Copy out exactly the lines from the start of the data to the line containing "const PNG: &[u8]". Include both.

------------------------------------------------------------

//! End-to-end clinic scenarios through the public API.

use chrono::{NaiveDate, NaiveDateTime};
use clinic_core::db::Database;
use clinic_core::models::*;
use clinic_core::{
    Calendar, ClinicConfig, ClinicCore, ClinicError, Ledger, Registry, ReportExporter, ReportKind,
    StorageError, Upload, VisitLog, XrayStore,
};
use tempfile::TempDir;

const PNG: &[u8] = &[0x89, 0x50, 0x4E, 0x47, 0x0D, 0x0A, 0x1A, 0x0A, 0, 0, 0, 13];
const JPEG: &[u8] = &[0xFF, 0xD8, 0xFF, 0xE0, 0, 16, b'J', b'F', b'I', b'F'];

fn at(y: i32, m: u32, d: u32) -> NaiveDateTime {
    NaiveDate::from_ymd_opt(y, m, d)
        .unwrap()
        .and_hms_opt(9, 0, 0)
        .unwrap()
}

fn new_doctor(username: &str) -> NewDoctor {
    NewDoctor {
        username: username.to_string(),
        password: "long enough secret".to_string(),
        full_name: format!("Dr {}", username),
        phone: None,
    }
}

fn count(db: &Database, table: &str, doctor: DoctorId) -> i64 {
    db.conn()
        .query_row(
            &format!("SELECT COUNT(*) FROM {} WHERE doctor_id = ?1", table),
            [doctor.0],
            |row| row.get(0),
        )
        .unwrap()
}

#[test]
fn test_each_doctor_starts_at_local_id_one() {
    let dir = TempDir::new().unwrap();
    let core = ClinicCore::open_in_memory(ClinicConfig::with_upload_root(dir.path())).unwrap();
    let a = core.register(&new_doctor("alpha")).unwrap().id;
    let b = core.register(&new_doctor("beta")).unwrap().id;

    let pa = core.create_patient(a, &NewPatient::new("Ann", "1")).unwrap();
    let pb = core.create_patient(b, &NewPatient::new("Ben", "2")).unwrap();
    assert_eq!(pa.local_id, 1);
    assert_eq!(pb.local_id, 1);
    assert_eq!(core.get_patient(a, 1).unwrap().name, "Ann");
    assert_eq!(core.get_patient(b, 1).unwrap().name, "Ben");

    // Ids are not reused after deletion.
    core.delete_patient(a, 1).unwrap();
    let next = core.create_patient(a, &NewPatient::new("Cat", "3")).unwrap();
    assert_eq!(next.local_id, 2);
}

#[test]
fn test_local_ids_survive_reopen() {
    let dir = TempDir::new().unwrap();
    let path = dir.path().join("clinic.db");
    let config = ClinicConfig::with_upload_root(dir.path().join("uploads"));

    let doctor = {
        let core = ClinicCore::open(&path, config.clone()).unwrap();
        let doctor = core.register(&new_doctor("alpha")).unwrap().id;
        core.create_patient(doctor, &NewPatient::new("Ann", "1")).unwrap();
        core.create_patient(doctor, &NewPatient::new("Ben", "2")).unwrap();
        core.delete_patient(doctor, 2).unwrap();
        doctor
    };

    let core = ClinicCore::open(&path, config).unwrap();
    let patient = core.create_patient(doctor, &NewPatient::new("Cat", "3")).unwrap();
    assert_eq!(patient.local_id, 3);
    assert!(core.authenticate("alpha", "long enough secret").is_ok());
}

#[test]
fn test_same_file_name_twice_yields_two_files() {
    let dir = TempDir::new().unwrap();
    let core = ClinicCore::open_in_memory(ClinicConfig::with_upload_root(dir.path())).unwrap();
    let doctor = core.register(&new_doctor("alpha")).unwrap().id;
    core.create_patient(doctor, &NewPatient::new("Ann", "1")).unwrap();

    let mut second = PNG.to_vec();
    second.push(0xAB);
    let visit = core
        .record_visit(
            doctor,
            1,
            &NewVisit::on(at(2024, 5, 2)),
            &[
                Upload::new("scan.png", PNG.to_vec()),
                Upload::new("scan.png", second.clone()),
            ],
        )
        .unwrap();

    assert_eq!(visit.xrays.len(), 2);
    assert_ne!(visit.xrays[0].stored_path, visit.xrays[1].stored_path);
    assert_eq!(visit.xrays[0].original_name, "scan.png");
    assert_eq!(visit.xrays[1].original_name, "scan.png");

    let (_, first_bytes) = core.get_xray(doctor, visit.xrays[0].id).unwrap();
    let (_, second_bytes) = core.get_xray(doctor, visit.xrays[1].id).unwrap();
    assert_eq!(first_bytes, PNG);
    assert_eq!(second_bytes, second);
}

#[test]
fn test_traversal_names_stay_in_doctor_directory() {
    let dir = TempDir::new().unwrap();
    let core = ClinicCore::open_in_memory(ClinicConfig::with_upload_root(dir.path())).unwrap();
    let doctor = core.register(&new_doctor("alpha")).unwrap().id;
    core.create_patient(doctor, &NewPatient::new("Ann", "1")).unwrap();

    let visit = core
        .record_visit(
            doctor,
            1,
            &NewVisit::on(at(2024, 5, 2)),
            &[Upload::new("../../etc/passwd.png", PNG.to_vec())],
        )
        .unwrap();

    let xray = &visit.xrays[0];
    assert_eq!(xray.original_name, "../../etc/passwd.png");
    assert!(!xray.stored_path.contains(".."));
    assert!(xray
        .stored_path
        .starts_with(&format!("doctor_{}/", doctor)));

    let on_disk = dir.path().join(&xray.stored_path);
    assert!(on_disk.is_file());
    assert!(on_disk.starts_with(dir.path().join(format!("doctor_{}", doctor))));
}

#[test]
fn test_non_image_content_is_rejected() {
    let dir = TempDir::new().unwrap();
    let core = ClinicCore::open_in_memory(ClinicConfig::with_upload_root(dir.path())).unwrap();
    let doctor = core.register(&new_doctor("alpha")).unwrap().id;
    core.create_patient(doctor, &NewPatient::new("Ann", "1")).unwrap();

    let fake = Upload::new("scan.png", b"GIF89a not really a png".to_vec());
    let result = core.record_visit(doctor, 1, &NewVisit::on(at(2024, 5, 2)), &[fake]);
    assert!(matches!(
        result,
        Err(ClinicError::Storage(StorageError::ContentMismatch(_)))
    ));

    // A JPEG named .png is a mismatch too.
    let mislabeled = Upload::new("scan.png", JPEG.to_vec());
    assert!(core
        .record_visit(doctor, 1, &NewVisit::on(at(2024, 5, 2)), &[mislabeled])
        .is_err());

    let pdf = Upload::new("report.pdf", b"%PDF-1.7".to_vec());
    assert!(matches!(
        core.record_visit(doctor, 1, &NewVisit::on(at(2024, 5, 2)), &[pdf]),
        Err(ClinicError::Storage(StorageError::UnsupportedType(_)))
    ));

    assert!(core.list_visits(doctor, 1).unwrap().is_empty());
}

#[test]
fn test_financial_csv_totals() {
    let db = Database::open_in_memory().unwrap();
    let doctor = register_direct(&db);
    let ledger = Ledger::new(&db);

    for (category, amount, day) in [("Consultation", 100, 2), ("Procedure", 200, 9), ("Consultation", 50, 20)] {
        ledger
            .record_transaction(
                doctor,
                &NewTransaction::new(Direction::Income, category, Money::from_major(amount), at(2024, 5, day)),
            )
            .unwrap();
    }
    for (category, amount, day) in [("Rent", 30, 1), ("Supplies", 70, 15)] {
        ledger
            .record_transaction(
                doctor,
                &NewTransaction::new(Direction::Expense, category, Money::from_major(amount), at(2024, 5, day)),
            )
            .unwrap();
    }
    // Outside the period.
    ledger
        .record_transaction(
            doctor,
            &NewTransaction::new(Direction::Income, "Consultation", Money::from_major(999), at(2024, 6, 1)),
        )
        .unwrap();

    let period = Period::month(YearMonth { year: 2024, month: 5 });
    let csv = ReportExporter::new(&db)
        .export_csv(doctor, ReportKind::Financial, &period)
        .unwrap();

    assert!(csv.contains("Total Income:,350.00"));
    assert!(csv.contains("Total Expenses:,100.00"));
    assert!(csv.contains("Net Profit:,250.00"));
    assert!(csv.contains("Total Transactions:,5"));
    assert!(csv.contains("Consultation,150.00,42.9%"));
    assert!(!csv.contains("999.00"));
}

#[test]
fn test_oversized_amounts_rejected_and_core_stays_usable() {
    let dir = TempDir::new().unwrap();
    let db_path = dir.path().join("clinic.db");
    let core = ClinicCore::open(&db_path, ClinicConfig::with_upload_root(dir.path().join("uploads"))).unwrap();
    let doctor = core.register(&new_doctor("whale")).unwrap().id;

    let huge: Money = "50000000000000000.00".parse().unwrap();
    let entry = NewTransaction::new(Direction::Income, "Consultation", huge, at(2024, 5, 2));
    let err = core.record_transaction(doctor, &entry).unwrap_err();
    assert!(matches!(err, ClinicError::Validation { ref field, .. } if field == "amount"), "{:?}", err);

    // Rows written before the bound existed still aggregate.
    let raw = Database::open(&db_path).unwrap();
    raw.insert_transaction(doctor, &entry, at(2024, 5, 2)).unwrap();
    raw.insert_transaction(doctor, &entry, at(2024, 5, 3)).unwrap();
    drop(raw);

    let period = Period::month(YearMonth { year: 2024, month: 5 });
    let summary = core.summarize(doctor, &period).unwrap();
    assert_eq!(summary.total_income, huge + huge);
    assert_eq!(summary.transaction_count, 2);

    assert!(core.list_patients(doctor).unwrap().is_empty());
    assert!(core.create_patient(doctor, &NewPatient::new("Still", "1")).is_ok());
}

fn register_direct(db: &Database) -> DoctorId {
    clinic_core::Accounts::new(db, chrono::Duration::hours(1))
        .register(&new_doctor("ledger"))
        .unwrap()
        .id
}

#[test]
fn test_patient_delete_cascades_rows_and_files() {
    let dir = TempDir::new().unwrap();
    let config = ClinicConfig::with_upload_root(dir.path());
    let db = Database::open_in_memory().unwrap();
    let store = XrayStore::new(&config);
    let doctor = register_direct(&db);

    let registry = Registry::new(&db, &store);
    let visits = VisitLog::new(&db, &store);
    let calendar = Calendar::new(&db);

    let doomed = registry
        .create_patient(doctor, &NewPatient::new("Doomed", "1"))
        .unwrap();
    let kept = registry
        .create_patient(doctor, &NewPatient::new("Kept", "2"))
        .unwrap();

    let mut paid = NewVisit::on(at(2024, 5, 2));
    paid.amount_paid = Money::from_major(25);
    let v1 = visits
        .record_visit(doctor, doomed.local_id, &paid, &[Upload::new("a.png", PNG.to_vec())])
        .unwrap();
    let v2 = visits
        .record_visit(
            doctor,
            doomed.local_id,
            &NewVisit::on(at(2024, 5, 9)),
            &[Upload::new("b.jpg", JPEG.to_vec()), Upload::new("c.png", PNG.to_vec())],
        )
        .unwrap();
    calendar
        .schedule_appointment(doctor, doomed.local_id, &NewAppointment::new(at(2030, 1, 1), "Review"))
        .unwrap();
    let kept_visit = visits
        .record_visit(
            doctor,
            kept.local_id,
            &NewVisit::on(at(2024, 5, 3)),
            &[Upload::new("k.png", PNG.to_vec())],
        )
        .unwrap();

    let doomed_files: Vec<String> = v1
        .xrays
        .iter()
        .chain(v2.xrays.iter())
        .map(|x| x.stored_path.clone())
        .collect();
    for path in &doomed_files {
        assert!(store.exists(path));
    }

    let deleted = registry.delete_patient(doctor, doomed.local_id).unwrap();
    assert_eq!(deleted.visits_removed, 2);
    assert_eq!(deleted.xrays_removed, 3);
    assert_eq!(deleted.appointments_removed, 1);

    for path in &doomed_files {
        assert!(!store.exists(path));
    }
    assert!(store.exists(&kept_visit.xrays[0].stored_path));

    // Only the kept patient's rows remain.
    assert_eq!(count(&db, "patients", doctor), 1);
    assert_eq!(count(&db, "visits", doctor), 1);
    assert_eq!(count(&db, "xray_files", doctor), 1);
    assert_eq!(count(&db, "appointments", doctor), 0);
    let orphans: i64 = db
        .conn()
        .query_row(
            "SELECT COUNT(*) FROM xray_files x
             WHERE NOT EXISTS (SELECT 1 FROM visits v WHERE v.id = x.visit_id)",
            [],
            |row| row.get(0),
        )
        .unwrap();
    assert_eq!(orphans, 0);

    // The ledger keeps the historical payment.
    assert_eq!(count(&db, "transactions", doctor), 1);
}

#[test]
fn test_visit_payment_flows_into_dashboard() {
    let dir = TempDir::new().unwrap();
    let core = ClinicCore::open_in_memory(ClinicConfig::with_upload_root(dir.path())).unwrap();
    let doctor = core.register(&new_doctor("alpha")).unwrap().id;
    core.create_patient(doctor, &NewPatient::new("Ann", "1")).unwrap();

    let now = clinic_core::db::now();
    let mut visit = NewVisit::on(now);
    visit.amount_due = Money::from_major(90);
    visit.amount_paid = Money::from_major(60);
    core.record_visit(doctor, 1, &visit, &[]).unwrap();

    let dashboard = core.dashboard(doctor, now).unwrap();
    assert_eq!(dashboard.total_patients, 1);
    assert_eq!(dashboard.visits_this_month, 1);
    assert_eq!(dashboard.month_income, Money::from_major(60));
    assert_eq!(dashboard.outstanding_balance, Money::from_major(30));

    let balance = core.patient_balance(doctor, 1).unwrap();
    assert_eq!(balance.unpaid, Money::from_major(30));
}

------------------------------------------------------------

SOLUTION FOR THIS PROBLEM
//! End-to-end clinic scenarios through the public API.

use chrono::{NaiveDate, NaiveDateTime};
use clinic_core::db::Database;
use clinic_core::models::*;
use clinic_core::{
    Calendar, ClinicConfig, ClinicCore, ClinicError, Ledger, Registry, ReportExporter, ReportKind,
    StorageError, Upload, VisitLog, XrayStore,
};
use tempfile::TempDir;

const PNG: &[u8] = &[0x89, 0x50, 0x4E, 0x47, 0x0D, 0x0A, 0x1A, 0x0A, 0, 0, 0, 13];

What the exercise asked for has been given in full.